Чертом из табакерки выскочила в нем неожиданная мысль: а может так и нужно? Может в этом свой смысл, организованный и зашифрованный Сталиным, который запустил евреев в две экстремальные системы: в ГУЛАГ и госпитально – лучевую терапию? И там и там простой, сострадающий организм не выдержит, надломится. И там и там идет схожая, оскаленная драка с патологией: болезнетворной и морально-политической. Здесь – Борисы Иосифовичи, там – Фирины, Раппопорты и Коганы, кои копаются в этих паталогиях с хищным азартом, ковыряются в предательстве, дерьме, в крови и гное – со смаком и нахрапом, начисто лишенные сопленосных сантиментов… и там и там не выпускают свои жертвы за здорово живешь, доводя их педантично и любознательно до могилы.
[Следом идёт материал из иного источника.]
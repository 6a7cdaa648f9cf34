// src/lane_processor.rs
//
// One worker per lane, parameterized by lane id. Each `process` call
// yields at most one annotated frame and a stable vehicle count.
//
// Fallback policy per failure kind:
//   end of stream       → seek to start, retry once
//   read/decode/resize  → no frame this tick, last stable count
//   detector failure    → raw count := previous smoothed value
//   source unavailable  → lane disabled, count 0

use crate::analysis::InferenceScheduler;
use crate::error::{DetectorError, FrameError};
use crate::overlay::draw_overlay;
use crate::preprocessing::resize_frame;
use crate::smoother::CountSmoother;
use crate::types::{Config, Frame, LaneSample};
use crate::vehicle_detection::{filter_detections, DetectParams, Detection, Detector};
use crate::video_processor::VideoSource;
use tracing::{debug, info, warn};

#[derive(Debug, Clone)]
pub struct LaneSettings {
    pub frame_width: u32,
    pub frame_height: u32,
    pub infer_every: u32,
    pub smoothing_alpha: f32,
    pub max_overlay_boxes: usize,
    pub detect: DetectParams,
}

impl LaneSettings {
    pub fn from_config(config: &Config) -> Self {
        Self {
            frame_width: config.lanes.frame_width,
            frame_height: config.lanes.frame_height,
            infer_every: config.detection.effective_infer_every(),
            smoothing_alpha: config.detection.smoothing_alpha,
            max_overlay_boxes: config.detection.max_overlay_boxes,
            detect: DetectParams {
                confidence_threshold: config.detection.confidence_threshold,
                iou_threshold: config.detection.iou_threshold,
                allowed_classes: config.detection.vehicle_classes.clone(),
            },
        }
    }
}

/// Outcome of one detection attempt.
enum DetectOutcome {
    Fresh(Vec<Detection>),
    Failed(DetectorError),
    Skipped,
}

pub struct LaneProcessor {
    lane_id: usize,
    source: Option<Box<dyn VideoSource>>,
    settings: LaneSettings,
    scheduler: InferenceScheduler,
    smoother: CountSmoother,
    last_boxes: Vec<Detection>,
    last_raw: u32,
    failure_streak: u32,
}

impl LaneProcessor {
    pub fn new(lane_id: usize, source: Box<dyn VideoSource>, settings: LaneSettings) -> Self {
        Self::build(lane_id, Some(source), settings)
    }

    /// A lane whose source could not be opened. Always reports zero.
    pub fn disabled(lane_id: usize, settings: LaneSettings) -> Self {
        Self::build(lane_id, None, settings)
    }

    fn build(
        lane_id: usize,
        source: Option<Box<dyn VideoSource>>,
        settings: LaneSettings,
    ) -> Self {
        Self {
            lane_id,
            source,
            scheduler: InferenceScheduler::new(settings.infer_every),
            smoother: CountSmoother::new(settings.smoothing_alpha),
            settings,
            last_boxes: Vec::new(),
            last_raw: 0,
            failure_streak: 0,
        }
    }

    pub fn is_enabled(&self) -> bool {
        self.source.is_some()
    }

    pub fn stable_count(&self) -> u32 {
        self.smoother.stable_count()
    }

    pub fn scheduler(&self) -> &InferenceScheduler {
        &self.scheduler
    }

    pub fn process(&mut self, detector: &mut dyn Detector) -> LaneSample {
        let frame = match self.next_frame() {
            Ok(frame) => frame,
            Err(e) => {
                debug!("Lane {}: no frame this tick ({})", self.lane_id, e);
                return self.sample(None);
            }
        };

        let mut frame = match resize_frame(
            &frame,
            self.settings.frame_width,
            self.settings.frame_height,
        ) {
            Ok(resized) => resized,
            Err(e) => {
                warn!("Lane {}: {}", self.lane_id, e);
                return self.sample(None);
            }
        };

        match self.detect(&frame, detector) {
            DetectOutcome::Fresh(detections) => {
                if self.failure_streak > 0 {
                    info!(
                        "Lane {}: detector recovered after {} failures",
                        self.lane_id, self.failure_streak
                    );
                    self.failure_streak = 0;
                }
                self.last_raw = detections.len() as u32;
                self.smoother.update(self.last_raw as f32);
                self.last_boxes = detections;
            }
            DetectOutcome::Failed(e) => {
                self.failure_streak += 1;
                if self.failure_streak == 1 {
                    warn!(
                        "Lane {}: {}; holding count at {:.2}",
                        self.lane_id,
                        e,
                        self.smoother.value()
                    );
                } else {
                    debug!("Lane {}: {} (streak {})", self.lane_id, e, self.failure_streak);
                }
                let held = self.smoother.value();
                self.last_raw = held.round() as u32;
                self.smoother.update(held);
            }
            DetectOutcome::Skipped => {}
        }

        draw_overlay(
            &mut frame,
            &self.last_boxes,
            self.smoother.stable_count(),
            self.settings.max_overlay_boxes,
        );

        self.sample(Some(frame))
    }

    /// Reads the next frame, looping to the start once on end of stream.
    fn next_frame(&mut self) -> Result<Frame, FrameError> {
        let source = self
            .source
            .as_mut()
            .ok_or_else(|| FrameError::Unavailable("lane disabled".to_string()))?;

        if let Some(frame) = source.read()? {
            return Ok(frame);
        }

        debug!("Lane {}: end of stream, rewinding", self.lane_id);
        source.seek_to_start()?;
        source.read()?.ok_or(FrameError::EndOfStream)
    }

    fn detect(&mut self, frame: &Frame, detector: &mut dyn Detector) -> DetectOutcome {
        if !self.scheduler.should_run() {
            return DetectOutcome::Skipped;
        }
        match detector.detect(frame, &self.settings.detect) {
            Ok(detections) => DetectOutcome::Fresh(filter_detections(detections, &self.settings.detect)),
            Err(e) => DetectOutcome::Failed(e),
        }
    }

    fn sample(&self, frame: Option<Frame>) -> LaneSample {
        LaneSample {
            lane_id: self.lane_id,
            raw_count: self.last_raw,
            smoothed_count: self.smoother.value(),
            bounding_boxes: self.last_boxes.clone(),
            frame_index: self.scheduler.frame_counter(),
            frame,
        }
    }
}

#[cfg(test)]
pub(crate) mod tests {
    use super::*;
    use std::collections::VecDeque;

    /// Scripted source: frames whose first byte is their index.
    pub(crate) struct ScriptedSource {
        frames: Vec<Frame>,
        position: usize,
        pub seeks: usize,
        pub fail_seek: bool,
    }

    impl ScriptedSource {
        pub(crate) fn new(count: usize, width: usize, height: usize) -> Self {
            let frames = (0..count)
                .map(|i| {
                    let mut data = vec![0u8; width * height * 3];
                    data[0] = i as u8;
                    Frame::new(data, width, height, i as f64)
                })
                .collect();
            Self {
                frames,
                position: 0,
                seeks: 0,
                fail_seek: false,
            }
        }
    }

    impl VideoSource for ScriptedSource {
        fn read(&mut self) -> Result<Option<Frame>, FrameError> {
            let frame = self.frames.get(self.position).cloned();
            if frame.is_some() {
                self.position += 1;
            }
            Ok(frame)
        }

        fn seek_to_start(&mut self) -> Result<(), FrameError> {
            self.seeks += 1;
            if self.fail_seek {
                return Err(FrameError::Read("seek failed".to_string()));
            }
            self.position = 0;
            Ok(())
        }

        fn describe(&self) -> String {
            "scripted".to_string()
        }
    }

    /// Returns queued results in order, then repeats the last one.
    pub(crate) struct ScriptedDetector {
        results: VecDeque<Result<usize, ()>>,
        last: Result<usize, ()>,
        pub calls: usize,
    }

    impl ScriptedDetector {
        pub(crate) fn new(results: Vec<Result<usize, ()>>) -> Self {
            Self {
                results: results.into(),
                last: Ok(0),
                calls: 0,
            }
        }

        pub(crate) fn always(n: usize) -> Self {
            Self::new(vec![Ok(n)])
        }
    }

    impl Detector for ScriptedDetector {
        fn detect(
            &mut self,
            _frame: &Frame,
            _params: &DetectParams,
        ) -> Result<Vec<Detection>, DetectorError> {
            self.calls += 1;
            if let Some(next) = self.results.pop_front() {
                self.last = next;
            }
            match self.last {
                Ok(n) => Ok((0..n)
                    .map(|i| {
                        let x = 20.0 + i as f32 * 12.0;
                        Detection::new([x, 60.0, x + 10.0, 70.0], 0.8, 2)
                    })
                    .collect()),
                Err(()) => Err(DetectorError::Inference("scripted failure".to_string())),
            }
        }
    }

    pub(crate) fn settings(infer_every: u32, alpha: f32) -> LaneSettings {
        LaneSettings {
            frame_width: 48,
            frame_height: 36,
            infer_every,
            smoothing_alpha: alpha,
            max_overlay_boxes: 60,
            detect: DetectParams {
                confidence_threshold: 0.25,
                iou_threshold: 0.45,
                allowed_classes: vec![2, 3, 5, 7],
            },
        }
    }

    #[test]
    fn test_counts_and_resizes() {
        let source = ScriptedSource::new(5, 96, 72);
        let mut lane = LaneProcessor::new(0, Box::new(source), settings(1, 1.0));
        let mut detector = ScriptedDetector::always(3);

        let sample = lane.process(&mut detector);
        assert_eq!(sample.raw_count, 3);
        assert_eq!(sample.stable_count(), 3);
        assert_eq!(sample.bounding_boxes.len(), 3);
        let frame = sample.frame.unwrap();
        assert_eq!((frame.width, frame.height), (48, 36));
    }

    #[test]
    fn test_loops_to_first_frame_after_end_of_stream() {
        let source = ScriptedSource::new(2, 48, 36);
        let mut lane = LaneProcessor::new(1, Box::new(source), settings(1, 0.4));
        let mut detector = ScriptedDetector::always(0);

        let first = lane.process(&mut detector).frame.unwrap();
        lane.process(&mut detector).frame.unwrap();
        let looped = lane.process(&mut detector).frame.unwrap();
        assert_eq!(looped.timestamp_ms, first.timestamp_ms);
        assert!(lane.process(&mut detector).frame.is_some());
    }

    #[test]
    fn test_failed_rewind_keeps_last_count() {
        let mut source = ScriptedSource::new(1, 48, 36);
        source.fail_seek = true;
        let mut lane = LaneProcessor::new(0, Box::new(source), settings(1, 1.0));
        let mut detector = ScriptedDetector::always(4);

        assert_eq!(lane.process(&mut detector).stable_count(), 4);
        let sample = lane.process(&mut detector);
        assert!(sample.frame.is_none());
        assert_eq!(sample.stable_count(), 4);
    }

    #[test]
    fn test_detection_throttled() {
        let source = ScriptedSource::new(10, 48, 36);
        let mut lane = LaneProcessor::new(0, Box::new(source), settings(3, 1.0));
        let mut detector = ScriptedDetector::new(vec![Ok(2), Ok(5), Ok(7)]);

        let counts: Vec<u32> = (0..7)
            .map(|_| lane.process(&mut detector).stable_count())
            .collect();
        assert_eq!(detector.calls, 3);
        assert_eq!(counts, vec![2, 2, 2, 5, 5, 5, 7]);
    }

    #[test]
    fn test_boxes_reused_between_detections() {
        let source = ScriptedSource::new(10, 48, 36);
        let mut lane = LaneProcessor::new(0, Box::new(source), settings(4, 1.0));
        let mut detector = ScriptedDetector::always(2);

        let first = lane.process(&mut detector);
        let second = lane.process(&mut detector);
        assert_eq!(detector.calls, 1);
        assert_eq!(first.bounding_boxes, second.bounding_boxes);
        assert_eq!(second.frame_index, 2);
    }

    #[test]
    fn test_smoothing_applied() {
        let source = ScriptedSource::new(10, 48, 36);
        let mut lane = LaneProcessor::new(0, Box::new(source), settings(1, 0.4));
        let mut detector = ScriptedDetector::always(10);

        // 0 -> 4.0 -> 6.4
        assert_eq!(lane.process(&mut detector).stable_count(), 4);
        let sample = lane.process(&mut detector);
        assert!((sample.smoothed_count - 6.4).abs() < 1e-4);
        assert_eq!(sample.stable_count(), 6);
    }

    #[test]
    fn test_failing_detector_pins_count() {
        let source = ScriptedSource::new(10, 48, 36);
        let mut lane = LaneProcessor::new(2, Box::new(source), settings(1, 0.4));
        let mut detector = ScriptedDetector::new(vec![Ok(10), Ok(10), Err(())]);

        lane.process(&mut detector);
        let pinned = lane.process(&mut detector).smoothed_count;
        for _ in 0..20 {
            let sample = lane.process(&mut detector);
            assert!((sample.smoothed_count - pinned).abs() < 1e-4);
            assert!(sample.frame.is_some());
        }
        assert_eq!(lane.stable_count(), 6);
    }

    #[test]
    fn test_disabled_lane_reports_zero() {
        let mut lane = LaneProcessor::disabled(3, settings(1, 0.4));
        let mut detector = ScriptedDetector::always(9);
        let sample = lane.process(&mut detector);
        assert!(!lane.is_enabled());
        assert!(sample.frame.is_none());
        assert_eq!(sample.stable_count(), 0);
        assert_eq!(detector.calls, 0);
    }
}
Его, майора Заварзина, и близко не подпустят ни к аэродрому, ни к вокзалу, чтобы удрать к Аверьяну. Ибо висит на его, майорском полутрупе военно-вещевая бирка: «Собственность Министерства обороны».
Майор стал подниматься. Истекавшая ночь нагрузила тело неподъемным свинцом: с ним уже не справлялись ноги. Наконец он встал и утвердился в вертикали, вцепившись в штакетник. Теперь предстояло оторвать подошвы от земли и сделать несколько шагов бескостными, трясущимися ходулями, в кои превратились ноги.
Набираясь сил для этого действа, он вдруг почуял, как оторвался от земли. Его внесло в калитку. Чукалин нес херувимно– бесплотное тело, почти не ощущая веса – шагал молча и угрюмо, не возвращаясь к теме Аверьяна. Поскольку все понял, считав из офицера истинную причину отказа.
Он внес соратника по Виолетте на крыльцо. Поставил у бревенчатой стены.
– Ну и здоров ты, студент, – замедленно и вязко усмехнулся майор – небитый битого к жене доставил. Коли так, пошарь в палисаднике. Доставь сюда и пукалку. Нам с ней в комплекте надо быть, когда начальство труповую инвентаризацию затеет.
Евген спустился в палисадник. Выцелив взглядом тусклый блеск стали под деревцом сирени, уже почти откричавшей цветом, струившей иссыхающе-последний аромат. Поднял оружие. Стер рукавом земляные крохи, понес к крыльцу.
Майор сунул мертвенно-отблескивающую машинку в кобуру.
– Ну… все что ли… – сказал, предчувствуя бездонность обрыва, куда теперь предстояло рухнуть – скупую слезу пролить бы надо, да по уставу не положено. Ты, парень, вот что уясни.
И ускоряясь, боясь потерять отчетливо оформившееся предвидение, стал ронять каленые, последние фразы.